GIST introduces a flexible, Gibbs-based framework for locally adaptive Hamiltonian Monte Carlo, unifying several existing methods and providing a novel alternative for path length adaptation evaluated on complex models.

Contribution

The paper presents GIST, a new Gibbs self-tuning framework for adaptive HMC that generalizes existing algorithms and introduces a novel path length adaptation method.

Findings

GIST unifies multiple HMC variants including NUTS and randomized HMC.

The new path length adaptation method performs well on high-dimensional, ill-conditioned Gaussian models.

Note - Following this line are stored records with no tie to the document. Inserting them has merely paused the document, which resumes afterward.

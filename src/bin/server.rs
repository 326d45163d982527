//! Headless entrypoint, suitable for container/server deployments.
//!
//! Identical wiring to the `altinrade` binary; kept as a separate target so
//! deployment tooling can reference a stable `server` binary name regardless
//! of what the package binary is called.
//!
//! ```sh
//! DATABASE_URL=sqlite://altinrade.db cargo run --bin server -- --mode mock
//! ```

use altinrade::application::cli::{self, Cli};
use anyhow::Result;
use clap::Parser;

#[tokio::main]
async fn main() -> Result<()> {
    cli::init_tracing();
    let cli = Cli::parse();
    cli::run(cli).await
}
pub mod candle;
pub mod instrument;
pub mod quote;
pub mod regime;
pub mod timeframe;

pub use candle::Candle;
pub use instrument::Instrument;
pub use quote::PriceQuote;
pub use timeframe::Timeframe;
use std::fmt;
use std::str::FromStr;

use serde::{Deserialize, Serialize};

use crate::domain::errors::EngineError;

/// The three price series the engine aggregates candles for: gram gold in
/// TRY (the tradable instrument), ounce/USD (global trend context), and
/// USD/TRY (currency-risk context).
#[derive(Debug, Clone, Copy, PartialEq, Eq, Hash, Serialize, Deserialize)]
pub enum Instrument {
    GramGold,
    OunceUsd,
    UsdTry,
}

impl Instrument {
    pub fn all() -> [Instrument; 3] {
        [Instrument::GramGold, Instrument::OunceUsd, Instrument::UsdTry]
    }
}

impl fmt::Display for Instrument {
    fn fmt(&self, f: &mut fmt::Formatter<'_>) -> fmt::Result {
        let s = match self {
            Instrument::GramGold => "gram_gold",
            Instrument::OunceUsd => "ounce_usd",
            Instrument::UsdTry => "usd_try",
        };
        write!(f, "{s}")
    }
}

impl FromStr for Instrument {
    type Err = EngineError;

    fn from_str(s: &str) -> Result<Self, Self::Err> {
        match s {
            "gram_gold" => Ok(Instrument::GramGold),
            "ounce_usd" => Ok(Instrument::OunceUsd),
            "usd_try" => Ok(Instrument::UsdTry),
            _ => Err(EngineError::ValidationError {
                field: "instrument".to_string(),
                reason: format!("invalid instrument '{s}'"),
            }),
        }
    }
}
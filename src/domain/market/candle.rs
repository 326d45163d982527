use rust_decimal::Decimal;
use serde::{Deserialize, Serialize};

use crate::domain::market::timeframe::Timeframe;

/// OHLC bar for one `(interval, ts_open)` bucket.
///
/// Mutated only by the aggregator while open (`ts_open <= now < ts_open +
/// interval`); sealed at the boundary and never rewritten afterwards.
#[derive(Debug, Clone, Serialize, Deserialize, PartialEq)]
pub struct Candle {
    pub interval: Timeframe,
    pub ts_open: i64,
    pub open: Decimal,
    pub high: Decimal,
    pub low: Decimal,
    pub close: Decimal,
    pub tick_count: u32,
    pub sealed: bool,
}

impl Candle {
    pub fn open_from_price(interval: Timeframe, ts_open: i64, price: Decimal) -> Self {
        Self {
            interval,
            ts_open,
            open: price,
            high: price,
            low: price,
            close: price,
            tick_count: 1,
            sealed: false,
        }
    }

    /// Synthesizes an empty gap candle carrying the previous close forward.
    pub fn synthesize_gap(interval: Timeframe, ts_open: i64, last_close: Decimal) -> Self {
        Self {
            interval,
            ts_open,
            open: last_close,
            high: last_close,
            low: last_close,
            close: last_close,
            tick_count: 0,
            sealed: false,
        }
    }

    pub fn fold(&mut self, price: Decimal) {
        if price > self.high {
            self.high = price;
        }
        if price < self.low {
            self.low = price;
        }
        self.close = price;
        self.tick_count += 1;
    }

    pub fn ts_close(&self) -> i64 {
        self.ts_open + self.interval.to_seconds() * 1000
    }

    pub fn seal(&mut self) {
        self.sealed = true;
    }
}

#[cfg(test)]
mod tests {
    use super::*;
    use rust_decimal_macros::dec;

    #[test]
    fn fold_tracks_high_low_close_and_count() {
        let mut c = Candle::open_from_price(Timeframe::FifteenMin, 0, dec!(2000.00));
        c.fold(dec!(2005.00));
        c.fold(dec!(1998.00));
        c.fold(dec!(2002.00));

        assert_eq!(c.open, dec!(2000.00));
        assert_eq!(c.high, dec!(2005.00));
        assert_eq!(c.low, dec!(1998.00));
        assert_eq!(c.close, dec!(2002.00));
        assert_eq!(c.tick_count, 4);
    }

    #[test]
    fn gap_candle_carries_last_close_with_zero_ticks() {
        let c = Candle::synthesize_gap(Timeframe::FifteenMin, 900_000, dec!(100.0));
        assert_eq!(c.open, dec!(100.0));
        assert_eq!(c.high, dec!(100.0));
        assert_eq!(c.low, dec!(100.0));
        assert_eq!(c.close, dec!(100.0));
        assert_eq!(c.tick_count, 0);
    }
}
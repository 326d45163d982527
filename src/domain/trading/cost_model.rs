use rust_decimal::Decimal;
use serde::{Deserialize, Serialize};

/// Spread and commission parameters for one simulation. Spread is quoted
/// as a flat TL amount per unit (half charged on each side of a trade);
/// commission is a percentage of notional, charged on entry and exit.
#[derive(Debug, Clone, Copy, Serialize, Deserialize)]
pub struct CostConfig {
    pub spread_tl: Decimal,
    pub commission_pct: Decimal,
}

impl Default for CostConfig {
    fn default() -> Self {
        Self {
            spread_tl: Decimal::new(5, 1),
            commission_pct: Decimal::new(5, 4),
        }
    }
}

#[derive(Debug, Clone, Copy, PartialEq, Serialize, Deserialize)]
pub struct TradeCost {
    pub spread_cost: Decimal,
    pub commission_cost: Decimal,
}

impl TradeCost {
    pub fn total(&self) -> Decimal {
        self.spread_cost + self.commission_cost
    }
}

pub struct SimulationCostModel {
    config: CostConfig,
}

impl SimulationCostModel {
    pub fn new(config: CostConfig) -> Self {
        Self { config }
    }

    fn leg_cost(&self, notional: Decimal) -> TradeCost {
        TradeCost {
            spread_cost: self.config.spread_tl / Decimal::TWO,
            commission_cost: notional * self.config.commission_pct,
        }
    }

    pub fn entry_cost(&self, price: Decimal, size_grams: Decimal) -> TradeCost {
        self.leg_cost(price * size_grams)
    }

    pub fn exit_cost(&self, price: Decimal, size_grams: Decimal) -> TradeCost {
        self.leg_cost(price * size_grams)
    }

    /// Minimum round-trip cost a signal's expected move must clear before
    /// the position is worth opening at all.
    pub fn round_trip_floor(&self, entry_price: Decimal, exit_price: Decimal, size_grams: Decimal) -> Decimal {
        self.entry_cost(entry_price, size_grams).total() + self.exit_cost(exit_price, size_grams).total()
    }

    pub fn half_spread(&self) -> Decimal {
        self.config.spread_tl / Decimal::TWO
    }
}
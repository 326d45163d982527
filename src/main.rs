use altinrade::application::cli::{self, Cli};
use anyhow::Result;
use clap::Parser;

#[tokio::main]
async fn main() -> Result<()> {
    cli::init_tracing();
    let cli = Cli::parse();
    cli::run(cli).await
}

GIST demonstrates effective local adaptation across diverse models.

Abstract

We introduce a novel and flexible framework for constructing locally adaptive Hamiltonian Monte Carlo (HMC) samplers by Gibbs sampling the algorithm's tuning parameters conditionally based on the position and momentum at each step. For adaptively sampling path lengths, our Gibbs self-tuning (GIST) approach encompasses randomized HMC, multinomial HMC, the No-U-Turn Sampler (NUTS), and the Apogee-to-Apogee Path Sampler as special cases. We exemplify the GIST framework with a novel alternative to NUTS for locally adapting path lengths, evaluated with an exact Hamiltonian for a high-dimensional, ill-conditioned Gaussian measure and with the leapfrog integrator for a suite of diverse models.